### WHAT THE TASK REQUIRES
Please report each line of the data below that contains "without".

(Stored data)
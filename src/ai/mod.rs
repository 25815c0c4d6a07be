//! AI provider integration for question generation.
//!
//! Provider settings arrive from the user store as loose strings. They are
//! parsed into a [`ProviderConfig`] at the boundary so nothing past the
//! coordinator ever sees an unknown provider or a missing credential.

pub mod http;

pub use http::HttpGenerator;

use std::str::FromStr;

use async_trait::async_trait;
use secrecy::SecretString;
use serde::{Deserialize, Serialize};

use crate::error::{ConfigError, GenerationError};

/// Supported AI providers.
#[derive(Debug, Clone, Copy, PartialEq, Eq, Hash, PartialOrd, Ord, Serialize, Deserialize)]
#[serde(rename_all = "lowercase")]
pub enum ProviderKind {
    Google,
    OpenAi,
    Ollama,
}

impl ProviderKind {
    pub const ALL: [ProviderKind; 3] = [Self::Google, Self::OpenAi, Self::Ollama];

    pub fn as_str(&self) -> &'static str {
        match self {
            Self::Google => "google",
            Self::OpenAi => "openai",
            Self::Ollama => "ollama",
        }
    }

    /// Model used when the user left the model field blank.
    pub fn default_model(&self) -> &'static str {
        match self {
            Self::Google => "gemini-2.0-flash",
            Self::OpenAi => "gpt-4o-mini",
            Self::Ollama => "llama3.1",
        }
    }

    /// Base URL of the provider's OpenAI-compatible API.
    pub fn default_base_url(&self) -> &'static str {
        match self {
            Self::Google => "https://generativelanguage.googleapis.com/v1beta/openai",
            Self::OpenAi => "https://api.openai.com/v1",
            Self::Ollama => "http://localhost:11434/v1",
        }
    }

    /// Local models run without a key.
    pub fn requires_api_key(&self) -> bool {
        !matches!(self, Self::Ollama)
    }
}

impl std::fmt::Display for ProviderKind {
    fn fmt(&self, f: &mut std::fmt::Formatter<'_>) -> std::fmt::Result {
        f.write_str(self.as_str())
    }
}

impl FromStr for ProviderKind {
    type Err = ConfigError;

    fn from_str(s: &str) -> Result<Self, Self::Err> {
        match s.trim().to_ascii_lowercase().as_str() {
            "google" | "gemini" => Ok(Self::Google),
            "openai" => Ok(Self::OpenAi),
            "ollama" => Ok(Self::Ollama),
            other => Err(ConfigError::InvalidValue {
                key: "ai_provider".to_string(),
                message: format!("unknown provider '{other}'"),
            }),
        }
    }
}

/// Kinds of quiz question the worker can request.
#[derive(Debug, Clone, Copy, PartialEq, Eq, Hash, PartialOrd, Ord, Serialize, Deserialize)]
pub enum QuestionType {
    #[serde(rename = "vocabulary")]
    Vocabulary,
    #[serde(rename = "fill_blank")]
    FillInBlank,
    #[serde(rename = "qa")]
    QuestionAnswer,
    #[serde(rename = "reading_comprehension")]
    ReadingComprehension,
}

impl QuestionType {
    /// Default planning order when a user has no generation hints.
    pub const ALL: [QuestionType; 4] = [
        Self::Vocabulary,
        Self::FillInBlank,
        Self::QuestionAnswer,
        Self::ReadingComprehension,
    ];

    pub fn as_str(&self) -> &'static str {
        match self {
            Self::Vocabulary => "vocabulary",
            Self::FillInBlank => "fill_blank",
            Self::QuestionAnswer => "qa",
            Self::ReadingComprehension => "reading_comprehension",
        }
    }

    /// Planning order with hinted types first, each type once, the rest in
    /// default order.
    pub fn ordered_with_hints(hints: &[QuestionType]) -> Vec<QuestionType> {
        let mut order: Vec<QuestionType> = Vec::with_capacity(Self::ALL.len());
        for qt in hints.iter().chain(Self::ALL.iter()) {
            if !order.contains(qt) {
                order.push(*qt);
            }
        }
        order
    }

    fn prompt_shape(&self) -> &'static str {
        match self {
            Self::Vocabulary => "a vocabulary question asking for the meaning of one word",
            Self::FillInBlank => "a sentence with one blank (\"___\") to fill in",
            Self::QuestionAnswer => "a short question answered from general knowledge of the language",
            Self::ReadingComprehension => "a short passage followed by one question about it",
        }
    }
}

impl std::fmt::Display for QuestionType {
    fn fmt(&self, f: &mut std::fmt::Formatter<'_>) -> std::fmt::Result {
        f.write_str(self.as_str())
    }
}

impl FromStr for QuestionType {
    type Err = ConfigError;

    fn from_str(s: &str) -> Result<Self, Self::Err> {
        match s.trim().to_ascii_lowercase().as_str() {
            "vocabulary" => Ok(Self::Vocabulary),
            "fill_blank" | "fill_in_blank" => Ok(Self::FillInBlank),
            "qa" | "question_answer" => Ok(Self::QuestionAnswer),
            "reading_comprehension" => Ok(Self::ReadingComprehension),
            other => Err(ConfigError::InvalidValue {
                key: "question_type".to_string(),
                message: format!("unknown question type '{other}'"),
            }),
        }
    }
}

/// A validated provider selection: known provider, concrete model, opaque credential.
#[derive(Debug, Clone)]
pub struct ProviderConfig {
    pub kind: ProviderKind,
    pub model: String,
    pub api_key: Option<SecretString>,
}

impl ProviderConfig {
    /// Validate the loosely-typed fields stored with a user's preferences.
    pub fn parse(provider: &str, model: &str, api_key: Option<&str>) -> Result<Self, ConfigError> {
        let kind: ProviderKind = provider.parse()?;

        let model = match model.trim() {
            "" => kind.default_model().to_string(),
            m => m.to_string(),
        };

        let api_key = api_key
            .map(str::trim)
            .filter(|k| !k.is_empty())
            .map(|k| SecretString::from(k.to_string()));

        if kind.requires_api_key() && api_key.is_none() {
            return Err(ConfigError::MissingRequired {
                key: format!("{kind} api key"),
                hint: "Set an API key in the user's AI settings".to_string(),
            });
        }

        Ok(Self {
            kind,
            model,
            api_key,
        })
    }
}

/// One question to generate.
#[derive(Debug, Clone)]
pub struct GenerationRequest {
    pub user_id: i64,
    pub provider: ProviderConfig,
    pub language: String,
    pub level: String,
    pub topic: String,
    pub question_type: QuestionType,
}

/// A question returned by a provider, not yet persisted.
#[derive(Debug, Clone, Serialize, Deserialize, PartialEq)]
pub struct GeneratedQuestion {
    pub language: String,
    pub level: String,
    pub topic: String,
    pub question_type: QuestionType,
    pub content: serde_json::Value,
}

impl GeneratedQuestion {
    /// Size used for character-based quota accounting.
    pub fn char_count(&self) -> u64 {
        self.content.to_string().chars().count() as u64
    }
}

/// Generates quiz questions through an AI provider.
#[async_trait]
pub trait QuestionGenerator: Send + Sync {
    async fn generate(
        &self,
        request: &GenerationRequest,
    ) -> Result<GeneratedQuestion, GenerationError>;
}
//! Priority scoring for generation work.
//!
//! Pure and synchronous: everything the scorer needs is handed in through
//! [`ScoringInput`], so the coordinator does all I/O up front and the
//! ranking itself can be tested without a database.

use std::cmp::Ordering;
use std::collections::{BTreeMap, BTreeSet};

use chrono::{DateTime, Utc};
use serde::Serialize;
use tracing::warn;

use crate::ai::{ProviderConfig, QuestionType};
use crate::config::ScoringConfig;
use crate::worker::model::{LearningPreferences, ReasonTag, TopicHistory, WorkItem};

/// Everything known about one user at the start of a cycle.
#[derive(Debug, Clone)]
pub struct ScoringInput<'a> {
    pub user_id: i64,
    pub language: &'a str,
    pub level: &'a str,
    pub provider: &'a ProviderConfig,
    pub preferences: &'a LearningPreferences,
    pub weak_areas: &'a [String],
    pub history: &'a [TopicHistory],
    /// Topics available for the user's language and level.
    pub catalog: &'a [String],
    pub assigned_today: i64,
    /// Question types in planning order, hinted types first.
    pub question_types: &'a [QuestionType],
}

/// A weak topic with the numbers behind it.
#[derive(Debug, Clone, PartialEq, Serialize)]
pub struct WeakArea {
    pub topic: String,
    pub accuracy: f64,
    pub attempts: i64,
}

/// Shape of a ranked queue, for the analytics endpoints.
#[derive(Debug, Clone, Default, PartialEq, Serialize)]
pub struct PriorityDistribution {
    pub total: usize,
    pub fresh: usize,
    pub review: usize,
    pub weak_area: usize,
    pub review_due: usize,
    /// Scores of at least 1.5.
    pub high: usize,
    /// Scores in [1.0, 1.5).
    pub medium: usize,
    /// Scores below 1.0.
    pub low: usize,
    pub mean_score: f64,
    pub by_topic: BTreeMap<String, f64>,
    pub by_type: BTreeMap<QuestionType, usize>,
}

/// Computes per-topic priority and the ranked slate for a user.
#[derive(Debug, Clone, Default)]
pub struct PriorityScorer {
    config: ScoringConfig,
}

impl PriorityScorer {
    pub fn new(config: ScoringConfig) -> Self {
        Self { config }
    }

    pub fn config(&self) -> &ScoringConfig {
        &self.config
    }

    /// Preferences that passed validation, or the defaults.
    pub fn effective_preferences(user_id: i64, prefs: &LearningPreferences) -> LearningPreferences {
        match prefs.validate() {
            Ok(()) => prefs.clone(),
            Err(reason) => {
                warn!(user_id, %reason, "Malformed learning preferences, using defaults");
                LearningPreferences::default()
            }
        }
    }

    /// Score one topic. Returns the score and the reasons behind it.
    pub fn score_topic(
        &self,
        prefs: &LearningPreferences,
        weak: bool,
        last_seen: Option<DateTime<Utc>>,
        now: DateTime<Utc>,
    ) -> (f64, Vec<ReasonTag>) {
        let mut score = 1.0;
        let mut reasons = Vec::new();

        if weak {
            reasons.push(ReasonTag::WeakArea);
            if prefs.focus_on_weak_areas {
                score *= prefs.weak_area_boost;
            }
        }

        match last_seen {
            None => {
                reasons.push(ReasonTag::Fresh);
                score *= self.config.review_due_bonus;
            }
            Some(seen) => {
                let due_after = chrono::Duration::days(prefs.review_interval_days);
                if now.signed_duration_since(seen) >= due_after {
                    reasons.push(ReasonTag::ReviewDue);
                    score *= self.config.review_due_bonus;
                } else {
                    score *= 1.0 - prefs.known_question_penalty;
                }
            }
        }

        (score, reasons)
    }

    /// Every candidate topic for the user, scored but not capped.
    pub fn candidates(&self, input: &ScoringInput<'_>, now: DateTime<Utc>) -> Vec<WorkItem> {
        let prefs = Self::effective_preferences(input.user_id, input.preferences);
        let weak: BTreeSet<&str> = input.weak_areas.iter().map(String::as_str).collect();
        let first_type = input
            .question_types
            .first()
            .copied()
            .unwrap_or(QuestionType::Vocabulary);

        let mut topics: BTreeMap<&str, Option<DateTime<Utc>>> = BTreeMap::new();
        for topic in input.catalog.iter().chain(input.weak_areas.iter()) {
            topics.entry(topic.as_str()).or_insert(None);
        }
        for h in input.history {
            let seen = topics.entry(h.topic.as_str()).or_insert(None);
            *seen = match (*seen, h.last_seen) {
                (Some(a), Some(b)) => Some(a.max(b)),
                (a, b) => a.or(b),
            };
        }

        let mut items: Vec<WorkItem> = topics
            .into_iter()
            .map(|(topic, last_seen)| {
                let (score, reasons) =
                    self.score_topic(&prefs, weak.contains(topic), last_seen, now);
                WorkItem {
                    user_id: input.user_id,
                    language: input.language.to_string(),
                    level: input.level.to_string(),
                    topic: topic.to_string(),
                    question_type: first_type,
                    score,
                    reasons,
                    provider: input.provider.clone(),
                }
            })
            .collect();
        rank_queue(&mut items);
        items
    }

    /// The ranked slate for today: at most `daily_goal - assigned_today`
    /// items, split between fresh and review topics by the fresh ratio.
    pub fn score_user(&self, input: &ScoringInput<'_>, now: DateTime<Utc>) -> Vec<WorkItem> {
        let prefs = Self::effective_preferences(input.user_id, input.preferences);
        let remaining = (prefs.daily_goal - input.assigned_today).max(0) as usize;
        if remaining == 0 {
            return Vec::new();
        }

        let (fresh, review): (Vec<WorkItem>, Vec<WorkItem>) = self
            .candidates(input, now)
            .into_iter()
            .partition(WorkItem::is_fresh);

        let fresh_target =
            ((prefs.daily_goal as f64 * prefs.fresh_question_ratio).round() as usize).min(remaining);
        let review_target = remaining - fresh_target;

        // A short partition hands its unused slots to the other one.
        let fresh_take = fresh.len().min(fresh_target + review_target.saturating_sub(review.len()));
        let review_take = review.len().min(remaining - fresh_take);

        let mut slate: Vec<WorkItem> = fresh
            .into_iter()
            .take(fresh_take)
            .chain(review.into_iter().take(review_take))
            .collect();
        rank_queue(&mut slate);
        assign_question_types(&mut slate, input.question_types);
        slate
    }

    /// Topics below the weak-accuracy threshold, worst first.
    pub fn weak_area_report(&self, history: &[TopicHistory]) -> Vec<WeakArea> {
        let mut weak: Vec<WeakArea> = history
            .iter()
            .filter(|h| h.attempts > 0 && h.accuracy < self.config.weak_accuracy_threshold)
            .map(|h| WeakArea {
                topic: h.topic.clone(),
                accuracy: h.accuracy,
                attempts: h.attempts,
            })
            .collect();
        weak.sort_by(|a, b| {
            a.accuracy
                .partial_cmp(&b.accuracy)
                .unwrap_or(Ordering::Equal)
                .then_with(|| b.attempts.cmp(&a.attempts))
                .then_with(|| a.topic.cmp(&b.topic))
        });
        weak.truncate(self.config.weak_area_limit);
        weak
    }
}

/// Queue order: score descending, weak areas before others on equal score,
/// then user id and topic ascending.
pub fn compare_items(a: &WorkItem, b: &WorkItem) -> Ordering {
    b.score
        .partial_cmp(&a.score)
        .unwrap_or(Ordering::Equal)
        .then_with(|| {
            b.has_reason(ReasonTag::WeakArea)
                .cmp(&a.has_reason(ReasonTag::WeakArea))
        })
        .then_with(|| a.user_id.cmp(&b.user_id))
        .then_with(|| a.topic.cmp(&b.topic))
}

pub fn rank_queue(items: &mut [WorkItem]) {
    items.sort_by(compare_items);
}

/// Rotate through `order` along a ranked slate, so the highest-priority
/// items get the first (hinted) types and every type gets a share.
pub fn assign_question_types(slate: &mut [WorkItem], order: &[QuestionType]) {
    let order = if order.is_empty() {
        &QuestionType::ALL[..]
    } else {
        order
    };
    for (i, item) in slate.iter_mut().enumerate() {
        item.question_type = order[i % order.len()];
    }
}

/// Summarize a queue for operators.
pub fn distribution(items: &[WorkItem]) -> PriorityDistribution {
    let mut dist = PriorityDistribution {
        total: items.len(),
        ..Default::default()
    };
    let mut sum = 0.0;
    for item in items {
        sum += item.score;
        if item.is_fresh() {
            dist.fresh += 1;
        } else {
            dist.review += 1;
        }
        if item.has_reason(ReasonTag::WeakArea) {
            dist.weak_area += 1;
        }
        if item.has_reason(ReasonTag::ReviewDue) {
            dist.review_due += 1;
        }
        match item.score {
            s if s >= 1.5 => dist.high += 1,
            s if s >= 1.0 => dist.medium += 1,
            _ => dist.low += 1,
        }
        dist.by_topic.insert(item.topic.clone(), item.score);
        *dist.by_type.entry(item.question_type).or_default() += 1;
    }
    if !items.is_empty() {
        dist.mean_score = sum / items.len() as f64;
    }
    dist
}
//! Worker coordinator: the control loop of one worker instance.
//!
//! Wakes on a fixed ticker or a manual trigger, checks the pause flags,
//! builds a ranked queue for every active user and hands it to the
//! dispatcher. A separate heartbeat task proves the instance is alive
//! whether or not a cycle is running. Status writes for the instance go
//! through a single mutex so concurrent updates cannot lose each other.

use std::collections::{HashMap, HashSet};
use std::sync::Arc;
use std::sync::atomic::{AtomicBool, Ordering};
use std::time::Duration;

use chrono::{DateTime, Utc};
use futures::FutureExt;
use serde::Serialize;
use tokio::sync::{Mutex, Notify};
use tokio::task::JoinHandle;
use tokio::time::MissedTickBehavior;
use tokio_util::sync::CancellationToken;
use tracing::{debug, error, info, warn};
use uuid::Uuid;

use crate::ai::{ProviderConfig, QuestionGenerator, QuestionType};
use crate::config::{UserBackoffConfig, WorkerConfig};
use crate::error::{ConfigError, DatabaseError, WorkerError};
use crate::store::{Database, LearnerProfile};
use crate::worker::dispatcher::{DispatchCounters, DispatchReport, GenerationDispatcher};
use crate::worker::limiter::{AiConcurrencyLimiter, LimiterSnapshot};
use crate::worker::model::{
    GenerationOutcome, LearningPreferences, OutcomeStatus, ReasonTag, TopicHistory, WorkItem,
};
use crate::worker::pause::{PauseRegistry, PauseState};
use crate::worker::priority::{
    PriorityDistribution, PriorityScorer, ScoringInput, WeakArea, distribution, rank_queue,
};
use crate::worker::quota::{ProviderUsage, QuotaGuard};
use crate::worker::state::{CoordinatorState, StateMachine, StateTransition};
use crate::worker::status::{
    ActivityEntry, RunRecord, RunStatus, WorkerHealth, WorkerStatus, summarize_errors,
};

/// Answer to a manual "run now" request.
#[derive(Debug, Clone, Copy, PartialEq, Eq, Serialize)]
#[serde(rename_all = "snake_case")]
pub enum TriggerAck {
    /// A cycle will start as soon as the loop wakes.
    Accepted,
    /// Folded into the running cycle or an already pending trigger.
    Coalesced,
    /// The coordinator has stopped.
    Rejected,
}

/// What one call to [`WorkerCoordinator::run_cycle`] did.
#[derive(Debug)]
pub enum CycleResult {
    /// A pause flag was set; nothing was dispatched.
    Paused,
    Completed(DispatchReport),
    /// Cycle-fatal error, already recorded in status and run history.
    Failed(String),
}

/// Why a user's queue could not be built.
#[derive(Debug, thiserror::Error)]
pub enum PlanError {
    #[error("user {0} not found")]
    UnknownUser(i64),

    #[error("invalid provider settings: {0}")]
    InvalidProvider(#[from] ConfigError),

    #[error(transparent)]
    Database(#[from] DatabaseError),
}

/// Everything the scorer saw for one user, plus its output.
#[derive(Debug, Clone)]
pub struct UserPlan {
    pub profile: LearnerProfile,
    pub preferences: LearningPreferences,
    pub weak_areas: Vec<String>,
    pub history: Vec<TopicHistory>,
    pub assigned_today: i64,
    /// Unexpired generation hints, oldest first.
    pub hints: Vec<QuestionType>,
    pub items: Vec<WorkItem>,
}

/// Load a user's inputs and score them.
pub async fn plan_user(
    db: &dyn Database,
    scorer: &PriorityScorer,
    user_id: i64,
    now: DateTime<Utc>,
) -> Result<UserPlan, PlanError> {
    let profile = db
        .get_learner_profile(user_id)
        .await?
        .ok_or(PlanError::UnknownUser(user_id))?;
    let provider = ProviderConfig::parse(
        &profile.ai_provider,
        &profile.ai_model,
        profile.ai_api_key.as_deref(),
    )?;

    let preferences = db
        .get_learning_preferences(user_id)
        .await?
        .unwrap_or_default();
    let scoring = scorer.config();
    let weak_areas = db
        .get_weak_areas(user_id, scoring.weak_accuracy_threshold, scoring.weak_area_limit)
        .await?;
    let history = db
        .get_topic_history(user_id, &profile.language, &profile.level)
        .await?;
    let catalog = db.list_topics(&profile.language, &profile.level).await?;
    let assigned_today = db
        .get_daily_assigned_count(user_id, now.date_naive())
        .await?;
    let hints = db.get_active_hints(user_id, now).await?;
    let question_types = QuestionType::ordered_with_hints(&hints);

    let items = scorer.score_user(
        &ScoringInput {
            user_id,
            language: &profile.language,
            level: &profile.level,
            provider: &provider,
            preferences: &preferences,
            weak_areas: &weak_areas,
            history: &history,
            catalog: &catalog,
            assigned_today,
            question_types: &question_types,
        },
        now,
    );

    Ok(UserPlan {
        profile,
        preferences,
        weak_areas,
        history,
        assigned_today,
        hints,
        items,
    })
}

/// One entry of a user's queue, as shown to operators.
#[derive(Debug, Clone, Serialize)]
pub struct QueuedTopic {
    pub topic: String,
    pub question_type: QuestionType,
    pub score: f64,
    pub reasons: Vec<ReasonTag>,
}

/// Priority analytics for one user.
#[derive(Debug, Clone, Serialize)]
pub struct UserPriorityReport {
    pub user_id: i64,
    pub paused: bool,
    pub daily_goal: i64,
    pub assigned_today: i64,
    pub hints: Vec<QuestionType>,
    /// Set while failed cycles keep the user out of planning.
    pub backoff_until: Option<DateTime<Utc>>,
    pub queue: Vec<QueuedTopic>,
    pub distribution: PriorityDistribution,
    pub weak_areas: Vec<WeakArea>,
}

/// Consecutive failed cycles for one user.
#[derive(Debug, Clone, Copy)]
struct UserFailure {
    consecutive: u32,
    next_retry: DateTime<Utc>,
}

/// Users whose last cycles failed, with the time they may be planned again.
struct FailureTracker {
    config: UserBackoffConfig,
    users: Mutex<HashMap<i64, UserFailure>>,
}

### RESULT OF THIS EXERCISE
    /// Local models run without a key.
//! ranking itself can be tested without a database.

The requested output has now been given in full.